If you read the implementation, you'll see that significant laziness is indeed possible for JsonObject and JsonArray, even while doing eager validation.  (Of course, one can shift the balance to achieve various other tradeoffs.)

On 5/16/2025 10:35 AM, fo...@univ-mlv.fr wrote:
----- Original Message -----
From: "Brian Goetz"<brian.go...@oracle.com>
To: "Remi Forax"<fo...@univ-mlv.fr>, "Paul Sandoz"<paul.san...@oracle.com>
Cc: "core-libs-dev"<core-libs-dev@openjdk.org>
Sent: Friday, May 16, 2025 2:53:18 PM
Subject: Re: Towards a JSON API for the JDK
On 5/15/2025 5:27 PM, Remi Forax wrote:
It's not clear to me why JsonArray (for example) has to be an interface instead
of a record ?
Oh, you know the answer to this.  A record limits us to a single
implementation with a rigid representation.  Behind an interface, we can
hide lazy parsing and inflation, wrapping other representations to
reduce copies, etc.
First, let me refine the question.
There are only 4 kinds of JSON values that benefit from having different 
representations, object, array, string and number.
For object and array, both takes an interface as parameter (Map or List) so 
JsonArray and JSonObject do not need to be themselves interfaces.

So the only values where it may be worth to be modeled using an interface are JsonString 
and JsonNumber, because as you said, you can do "lazy" parsing.

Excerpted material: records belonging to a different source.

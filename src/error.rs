use thiserror::Error;

// ─── Top-level error hierarchy ───────────────────────────────────────────────

/// Structured error hierarchy for `muzaklink`.
///
/// Each subsystem defines its own error variant. Per-event failures never
/// escape the dispatcher; these types exist so the few fatal paths (config
/// validation, transport bootstrap) stay matchable. Internal code continues
/// to use `anyhow::Result` for ad-hoc context chains.
#[derive(Debug, Error)]
pub enum MuzakError {
    // ── Config ───────────────────────────────────────────────────────────
    #[error("config: {0}")]
    Config(#[from] ConfigError),

    // ── Link resolution (Odesli) ────────────────────────────────────────
    #[error("resolve: {0}")]
    Resolve(#[from] ResolveError),

    // ── Transport / Bot API ─────────────────────────────────────────────
    #[error("transport: {0}")]
    Transport(#[from] TransportError),

    // ── Generic fallthrough (wraps anyhow for interop) ──────────────────
    #[error(transparent)]
    Other(#[from] anyhow::Error),
}

// ─── Config errors ───────────────────────────────────────────────────────────

#[derive(Debug, Error)]
pub enum ConfigError {
    #[error("failed to load config: {0}")]
    Load(String),

    #[error("validation failed: {0}")]
    Validation(String),

    /// Fatal at startup: policy lookup has no fallback without it.
    #[error("chat policy table has no `default` entry")]
    MissingDefaultPolicy,

    #[error("io: {0}")]
    Io(#[from] std::io::Error),
}

// ─── Link resolution errors ─────────────────────────────────────────────────

#[derive(Debug, Error)]
pub enum ResolveError {
    #[error("request for {url} failed: {message}")]
    Request { url: String, message: String },

    #[error("resolution API returned status {status} for {url}")]
    Status { url: String, status: u16 },

    /// Structurally valid JSON missing the keys the reply needs
    /// (`entityUniqueId`, its entity entry, or `linksByPlatform`).
    #[error("malformed resolution response: {0}")]
    MalformedResponse(String),
}

// ─── Transport errors ───────────────────────────────────────────────────────

#[derive(Debug, Error)]
pub enum TransportError {
    #[error("bot API connection failed: {0}")]
    Connection(String),

    #[error("send to chat {chat_id} failed: {message}")]
    Send { chat_id: String, message: String },
}

// ─── Convenience re-exports ─────────────────────────────────────────────────

/// Shorthand result type for the crate.
pub type Result<T> = std::result::Result<T, MuzakError>;
#![warn(clippy::all, clippy::pedantic)]

use anyhow::Result;
use clap::Parser;
use muzaklink::config::Config;
use muzaklink::handler::SongLinkHandler;
use muzaklink::resolver::OdesliResolver;
use muzaklink::transport::{BotApiTransport, Transport};
use std::path::PathBuf;
use std::sync::Arc;
use tracing::Level;
use tracing_subscriber::FmtSubscriber;

#[derive(Parser)]
#[command(
    name = "muzaklink",
    version,
    about = "Chat bot that answers streaming links with every platform's version of the song"
)]
struct Cli {
    /// Path to config file
    #[arg(short, long)]
    config: Option<PathBuf>,

    /// Log level (error, warn, info, debug, trace)
    #[arg(long)]
    log_level: Option<String>,
}

#[tokio::main]
async fn main() -> Result<()> {
    let cli = Cli::parse();

    // Missing `default` chat policy fails here, before any polling starts.
    let config = Config::load(cli.config.as_deref())?;

    let level = cli
        .log_level
        .as_deref()
        .or(config.log_level.as_deref())
        .and_then(|l| l.parse::<Level>().ok())
        .unwrap_or(Level::INFO);
    let subscriber = FmtSubscriber::builder().with_max_level(level).finish();
    tracing::subscriber::set_global_default(subscriber).expect("setting default subscriber failed");

    let transport: Arc<dyn Transport> = Arc::new(
        BotApiTransport::connect(config.token.clone(), config.api_url_base.clone()).await?,
    );
    let resolver = Arc::new(OdesliResolver::new(
        config.odesli_api_key.clone(),
        config.user_country.clone(),
    ));

    let handler = SongLinkHandler::new(Arc::new(config), resolver, Arc::clone(&transport));

    tracing::info!("bot started");

    tokio::select! {
        () = muzaklink::runtime::run(handler, transport) => {}
        _ = tokio::signal::ctrl_c() => tracing::info!("shutting down"),
    }

    Ok(())
}
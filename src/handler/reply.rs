use crate::config::ChatPolicy;
use crate::error::ResolveError;
use crate::resolver::ResolveResponse;
use crate::utils::{chunk_rows, humanize_platform};
use serde::Serialize;

/// One inline-keyboard button.
#[derive(Debug, Clone, PartialEq, Eq, Serialize)]
pub struct Button {
    pub text: String,
    pub url: String,
}

/// Row-grouped reply buttons. Serialized as nested arrays for the
/// `inlineKeyboardMarkup` wire format.
pub type Keyboard = Vec<Vec<Button>>;

#[derive(Debug, Clone, PartialEq, Eq)]
pub struct Reply {
    pub text: String,
    pub keyboard: Keyboard,
}

/// Build the reply for a resolution response under a chat's policy:
/// `"artist - title"` text, platform entries filtered (order preserved),
/// labels humanized, grouped into rows of `button_row_width`.
///
/// Missing `entityUniqueId`, a missing entity entry, or an absent
/// `linksByPlatform` map means the response is unusable — the caller must
/// not send anything. An empty (but present) platform map is fine and
/// yields an empty keyboard.
pub fn assemble(response: &ResolveResponse, policy: &ChatPolicy) -> Result<Reply, ResolveError> {
    let entity_id = response
        .entity_unique_id
        .as_deref()
        .ok_or_else(|| ResolveError::MalformedResponse("missing entityUniqueId".to_string()))?;

    let entity = response
        .entities_by_unique_id
        .get(entity_id)
        .ok_or_else(|| {
            ResolveError::MalformedResponse(format!("no entity entry for {entity_id}"))
        })?;

    let links = response.links_by_platform.as_deref().ok_or_else(|| {
        ResolveError::MalformedResponse("missing linksByPlatform".to_string())
    })?;

    let text = format!(
        "{} - {}",
        entity.artist_name.as_deref().unwrap_or(""),
        entity.title.as_deref().unwrap_or("")
    );

    let buttons: Vec<Button> = links
        .iter()
        .filter(|(key, _)| {
            policy
                .limit_platforms
                .as_ref()
                .is_none_or(|allowed| allowed.iter().any(|a| a == key))
        })
        .map(|(key, link)| Button {
            text: humanize_platform(key),
            url: link.url.clone(),
        })
        .collect();

    Ok(Reply {
        text,
        keyboard: chunk_rows(buttons, policy.button_row_width),
    })
}
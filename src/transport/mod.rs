pub mod botapi;

pub use botapi::BotApiTransport;

use crate::event::IncomingEvent;
use crate::handler::reply::Keyboard;
use async_trait::async_trait;

/// Outbound boundary to the chat platform.
///
/// The handler holds this as an injected collaborator purely to send
/// replies and read the bot's own identity; it never controls the
/// transport's lifecycle.
#[async_trait]
pub trait Transport: Send + Sync {
    /// The bot's own user id, used for mention matching.
    fn self_id(&self) -> &str;

    /// Send one reply with an inline keyboard, referencing the message
    /// that triggered it.
    async fn send_reply(
        &self,
        chat_id: &str,
        text: &str,
        reply_msg_id: &str,
        keyboard: &Keyboard,
    ) -> anyhow::Result<()>;

    /// Long-poll for events, forwarding each to `tx` (long-running).
    async fn listen(&self, tx: tokio::sync::mpsc::Sender<IncomingEvent>) -> anyhow::Result<()>;

    /// Check if the transport is reachable
    async fn health_check(&self) -> bool {
        true
    }
}
#![warn(clippy::all, clippy::pedantic)]
#![allow(
    clippy::missing_errors_doc,
    clippy::missing_panics_doc,
    clippy::module_name_repetitions,
    clippy::must_use_candidate
)]

pub mod config;
pub mod error;
pub mod event;
pub mod handler;
pub mod links;
pub mod resolver;
pub mod runtime;
pub mod transport;
pub mod utils;

pub use config::Config;
pub use error::{MuzakError, Result};
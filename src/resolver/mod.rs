use crate::error::ResolveError;
use async_trait::async_trait;
use serde::de::{MapAccess, Visitor};
use serde::{Deserialize, Deserializer};
use std::collections::HashMap;
use std::fmt;

/// Public Odesli endpoint. Overridable for on-prem mirrors and tests.
pub const DEFAULT_API_BASE: &str = "https://api.song.link/v1-alpha.1";

const DEFAULT_USER_COUNTRY: &str = "RU";

/// Cross-platform link resolution boundary. One call per matched URL,
/// no retries; any failure abandons the event upstream.
#[async_trait]
pub trait Resolver: Send + Sync {
    async fn resolve(&self, url: &str) -> Result<ResolveResponse, ResolveError>;
}

// ── Response model ────────────────────────────────────────────────

#[derive(Debug, Clone, Default, Deserialize)]
pub struct ResolveResponse {
    #[serde(rename = "entityUniqueId", default)]
    pub entity_unique_id: Option<String>,

    #[serde(rename = "entitiesByUniqueId", default)]
    pub entities_by_unique_id: HashMap<String, ResolvedEntity>,

    /// Platform entries in the order the API returned them. The reply
    /// keyboard preserves this order, so a plain `HashMap` won't do.
    /// `None` when the key is absent entirely — that is a malformed
    /// response, unlike a present-but-empty map.
    #[serde(
        rename = "linksByPlatform",
        default,
        deserialize_with = "ordered_platform_links"
    )]
    pub links_by_platform: Option<Vec<(String, PlatformLink)>>,
}

#[derive(Debug, Clone, Default, Deserialize)]
pub struct ResolvedEntity {
    #[serde(default)]
    pub title: Option<String>,
    #[serde(rename = "artistName", default)]
    pub artist_name: Option<String>,
}

#[derive(Debug, Clone, Deserialize)]
pub struct PlatformLink {
    pub url: String,
}

fn ordered_platform_links<'de, D>(
    deserializer: D,
) -> Result<Option<Vec<(String, PlatformLink)>>, D::Error>
where
    D: Deserializer<'de>,
{
    struct PairsVisitor;

    impl<'de> Visitor<'de> for PairsVisitor {
        type Value = Vec<(String, PlatformLink)>;

        fn expecting(&self, f: &mut fmt::Formatter<'_>) -> fmt::Result {
            f.write_str("a map of platform keys to links")
        }

        fn visit_map<A>(self, mut map: A) -> Result<Self::Value, A::Error>
        where
            A: MapAccess<'de>,
        {
            let mut pairs = Vec::with_capacity(map.size_hint().unwrap_or(0));
            while let Some(entry) = map.next_entry()? {
                pairs.push(entry);
            }
            Ok(pairs)
        }
    }

    deserializer.deserialize_map(PairsVisitor).map(Some)
}

// ── Odesli HTTP adapter ───────────────────────────────────────────

pub struct OdesliResolver {
    client: reqwest::Client,
    base_url: String,
    api_key: Option<String>,
    user_country: String,
}

impl OdesliResolver {
    pub fn new(api_key: Option<String>, user_country: Option<String>) -> Self {
        Self::with_base_url(DEFAULT_API_BASE, api_key, user_country)
    }

    pub fn with_base_url(
        base_url: &str,
        api_key: Option<String>,
        user_country: Option<String>,
    ) -> Self {
        Self {
            client: reqwest::Client::new(),
            base_url: base_url.trim_end_matches('/').to_string(),
            api_key,
            user_country: user_country.unwrap_or_else(|| DEFAULT_USER_COUNTRY.to_string()),
        }
    }
}

#[async_trait]
impl Resolver for OdesliResolver {
    async fn resolve(&self, url: &str) -> Result<ResolveResponse, ResolveError> {
        let mut params = vec![
            ("url", url.to_string()),
            ("userCountry", self.user_country.clone()),
        ];
        if let Some(key) = &self.api_key {
            params.push(("key", key.clone()));
        }

        let response = self
            .client
            .get(format!("{}/links", self.base_url))
            .query(&params)
            .send()
            .await
            .map_err(|e| ResolveError::Request {
                url: url.to_string(),
                message: e.to_string(),
            })?;

        let status = response.status();
        if !status.is_success() {
            return Err(ResolveError::Status {
                url: url.to_string(),
                status: status.as_u16(),
            });
        }

        response
            .json::<ResolveResponse>()
            .await
            .map_err(|e| ResolveError::MalformedResponse(e.to_string()))
    }
}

But delaying the parsing of the content has the side effect that even if 
Json.parse() did not throw an exception, it does not mean that the JSON text is 
valid, an exception may be thrown later.

Now, for me, this library is more about being simple and safe than fast.
If you agree with that, delaying the parsing is not a good idea, thus JSON 
values should be modeled using records and not interfaces.